§ WHAT TO DO:
The number of lines in the records that include "PlayerRecord" is all you should give.

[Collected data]
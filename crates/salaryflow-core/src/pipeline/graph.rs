// Flow graph construction: nodes, links and their provenance.
//
// Node ids are assigned in materialization order (teams, then salary tiers
// Low/Medium/High, then performance tiers Low/Medium/High), skipping any
// node no flow touches. Links appear in the order their flow was first
// recorded. Both orders are part of the renderer contract.

use crate::pipeline::aggregate::TeamAggregation;
use crate::pipeline::classify::{PerformanceCategory, SalaryCategory};
use crate::pipeline::join::PlayerRecord;
use serde::Serialize;
use std::collections::{BTreeMap, HashMap, HashSet};

// ---------------------------------------------------------------------------
// Public types
// ---------------------------------------------------------------------------

/// Which column of the diagram a node sits in.
#[derive(Debug, Clone, Copy, PartialEq, Eq, Hash, Serialize)]
#[serde(rename_all = "lowercase")]
pub enum NodeCategory {
    Team,
    Salary,
    Performance,
}

#[derive(Debug, Clone, PartialEq, Serialize)]
pub struct Node {
    pub id: usize,
    pub name: String,
    pub category: NodeCategory,
    /// Players in the node (teams, for the team-record schema).
    pub value: usize,
}

#[derive(Debug, Clone, PartialEq, Serialize)]
pub struct Link {
    pub source: usize,
    pub target: usize,
    /// Number of teams routed along this edge.
    pub value: usize,
}

/// Provenance for one node.
#[derive(Debug, Clone, PartialEq, Serialize)]
pub struct NodeDetail {
    pub node_id: usize,
    pub node_name: String,
    pub node_category: NodeCategory,
    /// Set on team nodes only.
    #[serde(skip_serializing_if = "Option::is_none")]
    pub team_id: Option<String>,
    pub total_players: usize,
    #[serde(skip_serializing_if = "Option::is_none")]
    pub avg_salary: Option<f64>,
    #[serde(skip_serializing_if = "Option::is_none")]
    pub avg_performance_score: Option<f64>,
    pub players: Vec<PlayerRecord>,
}

/// Provenance for one link.
#[derive(Debug, Clone, PartialEq, Serialize)]
pub struct LinkDetail {
    pub link_id: usize,
    pub source: String,
    pub target: String,
    pub source_index: usize,
    pub target_index: usize,
    pub value: usize,
    pub total_players: usize,
    pub players: Vec<PlayerRecord>,
}

/// Nodes, links and provenance maps for one year.
#[derive(Debug, Clone, Default, PartialEq, Serialize)]
pub struct FlowGraph {
    pub nodes: Vec<Node>,
    pub links: Vec<Link>,
    pub node_details: BTreeMap<usize, NodeDetail>,
    pub link_details: BTreeMap<usize, LinkDetail>,
}

impl FlowGraph {
    pub fn is_empty(&self) -> bool {
        self.nodes.is_empty()
    }

    pub fn nodes_in(&self, category: NodeCategory) -> impl Iterator<Item = &Node> {
        self.nodes.iter().filter(move |n| n.category == category)
    }
}

// ---------------------------------------------------------------------------
// Routing (shared by both schemas)
// ---------------------------------------------------------------------------

/// A node identity before ids are assigned. Teams are identified by their
/// position in the route list, so two teams sharing a display name still get
/// separate nodes.
#[derive(Debug, Clone, Copy, PartialEq, Eq, Hash)]
pub(crate) enum Endpoint {
    Team(usize),
    Salary(SalaryCategory),
    Performance(PerformanceCategory),
}

/// One team's path through the diagram.
#[derive(Debug, Clone)]
pub(crate) struct TeamRoute<'a> {
    pub name: &'a str,
    pub salary: SalaryCategory,
    pub performance: PerformanceCategory,
}

/// Nodes and links laid out from a set of routes, with the endpoint each
/// link joins so callers can attach provenance.
#[derive(Debug, Default)]
pub(crate) struct FlowLayout {
    pub nodes: Vec<Node>,
    pub links: Vec<Link>,
    pub node_endpoints: Vec<Endpoint>,
    pub link_endpoints: Vec<(Endpoint, Endpoint)>,
}

/// Count each team once on its team->salary edge and once on its
/// salary->performance edge, then materialize only the nodes those edges
/// touch. `node_value` supplies each node's value.
pub(crate) fn layout_routes(
    routes: &[TeamRoute<'_>],
    node_value: impl Fn(Endpoint) -> usize,
) -> FlowLayout {
    let mut flows: Vec<((Endpoint, Endpoint), usize)> = Vec::new();
    let mut flow_slots: HashMap<(Endpoint, Endpoint), usize> = HashMap::new();
    let mut used: HashSet<Endpoint> = HashSet::new();

    let mut record = |edge: (Endpoint, Endpoint)| match flow_slots.get(&edge) {
        Some(&slot) => flows[slot].1 += 1,
        None => {
            flow_slots.insert(edge, flows.len());
            flows.push((edge, 1));
        }
    };

    for (i, route) in routes.iter().enumerate() {
        let team = Endpoint::Team(i);
        let salary = Endpoint::Salary(route.salary);
        let performance = Endpoint::Performance(route.performance);
        used.extend([team, salary, performance]);
        record((team, salary));
        record((salary, performance));
    }

    let materialized = (0..routes.len())
        .map(Endpoint::Team)
        .chain(SalaryCategory::ALL.into_iter().map(Endpoint::Salary))
        .chain(PerformanceCategory::ALL.into_iter().map(Endpoint::Performance))
        .filter(|e| used.contains(e));

    let mut layout = FlowLayout::default();
    let mut node_ids: HashMap<Endpoint, usize> = HashMap::new();
    for endpoint in materialized {
        let id = layout.nodes.len();
        let (name, category) = match endpoint {
            Endpoint::Team(i) => (routes[i].name.to_string(), NodeCategory::Team),
            Endpoint::Salary(c) => (c.label().to_string(), NodeCategory::Salary),
            Endpoint::Performance(c) => (c.label().to_string(), NodeCategory::Performance),
        };
        layout.nodes.push(Node {
            id,
            name,
            category,
            value: node_value(endpoint),
        });
        layout.node_endpoints.push(endpoint);
        node_ids.insert(endpoint, id);
    }

    for ((source, target), value) in flows {
        let (Some(&source_id), Some(&target_id)) = (node_ids.get(&source), node_ids.get(&target))
        else {
            continue;
        };
        layout.links.push(Link {
            source: source_id,
            target: target_id,
            value,
        });
        layout.link_endpoints.push((source, target));
    }

    layout
}

// ---------------------------------------------------------------------------
// Player-schema graph
// ---------------------------------------------------------------------------

/// Build the diagram for one year's joined population.
///
/// Node values count players; link values count teams. A salary or
/// performance node's players span every team, while a team->salary link
/// carries only that team's players in the target tier. An empty
/// population yields an empty graph.
pub fn build_flow_graph(teams: &TeamAggregation, players: &[PlayerRecord]) -> FlowGraph {
    if players.is_empty() || teams.is_empty() {
        return FlowGraph::default();
    }

    let team_list = teams.as_slice();
    let routes: Vec<TeamRoute<'_>> = team_list
        .iter()
        .map(|t| TeamRoute {
            name: &t.team_name,
            salary: t.team_salary_category,
            performance: t.team_performance_category,
        })
        .collect();

    let members = |endpoint: Endpoint| -> Vec<PlayerRecord> {
        match endpoint {
            Endpoint::Team(i) => team_list[i].players.clone(),
            Endpoint::Salary(c) => players
                .iter()
                .filter(|p| p.salary_category == c)
                .cloned()
                .collect(),
            Endpoint::Performance(c) => players
                .iter()
                .filter(|p| p.performance_category == c)
                .cloned()
                .collect(),
        }
    };

    let node_value = |endpoint: Endpoint| -> usize {
        match endpoint {
            Endpoint::Team(i) => team_list[i].players.len(),
            Endpoint::Salary(c) => players.iter().filter(|p| p.salary_category == c).count(),
            Endpoint::Performance(c) => players
                .iter()
                .filter(|p| p.performance_category == c)
                .count(),
        }
    };

    let layout = layout_routes(&routes, node_value);
    let mut graph = FlowGraph::default();

    for (node, endpoint) in layout.nodes.iter().zip(&layout.node_endpoints) {
        let node_players = members(*endpoint);
        let team = match endpoint {
            Endpoint::Team(i) => Some(&team_list[*i]),
            _ => None,
        };
        graph.node_details.insert(
            node.id,
            NodeDetail {
                node_id: node.id,
                node_name: node.name.clone(),
                node_category: node.category,
                team_id: team.map(|t| t.team_id.clone()),
                total_players: node_players.len(),
                avg_salary: team.map(|t| t.avg_salary),
                avg_performance_score: team.map(|t| t.avg_performance_score),
                players: node_players,
            },
        );
    }

    for (link_id, (link, (source, target))) in
        layout.links.iter().zip(&layout.link_endpoints).enumerate()
    {
        let link_players: Vec<PlayerRecord> = match (source, target) {
            (Endpoint::Team(i), Endpoint::Salary(c)) => team_list[*i]
                .players
                .iter()
                .filter(|p| p.salary_category == *c)
                .cloned()
                .collect(),
            (Endpoint::Salary(s), Endpoint::Performance(c)) => players
                .iter()
                .filter(|p| p.salary_category == *s && p.performance_category == *c)
                .cloned()
                .collect(),
            _ => Vec::new(),
        };
        graph.link_details.insert(
            link_id,
            LinkDetail {
                link_id,
                source: layout.nodes[link.source].name.clone(),
                target: layout.nodes[link.target].name.clone(),
                source_index: link.source,
                target_index: link.target,
                value: link.value,
                total_players: link_players.len(),
                players: link_players,
            },
        );
    }

    graph.nodes = layout.nodes;
    graph.links = layout.links;
    graph
}

// ---------------------------------------------------------------------------
// Tests
// ---------------------------------------------------------------------------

§ TASK RESULT:
6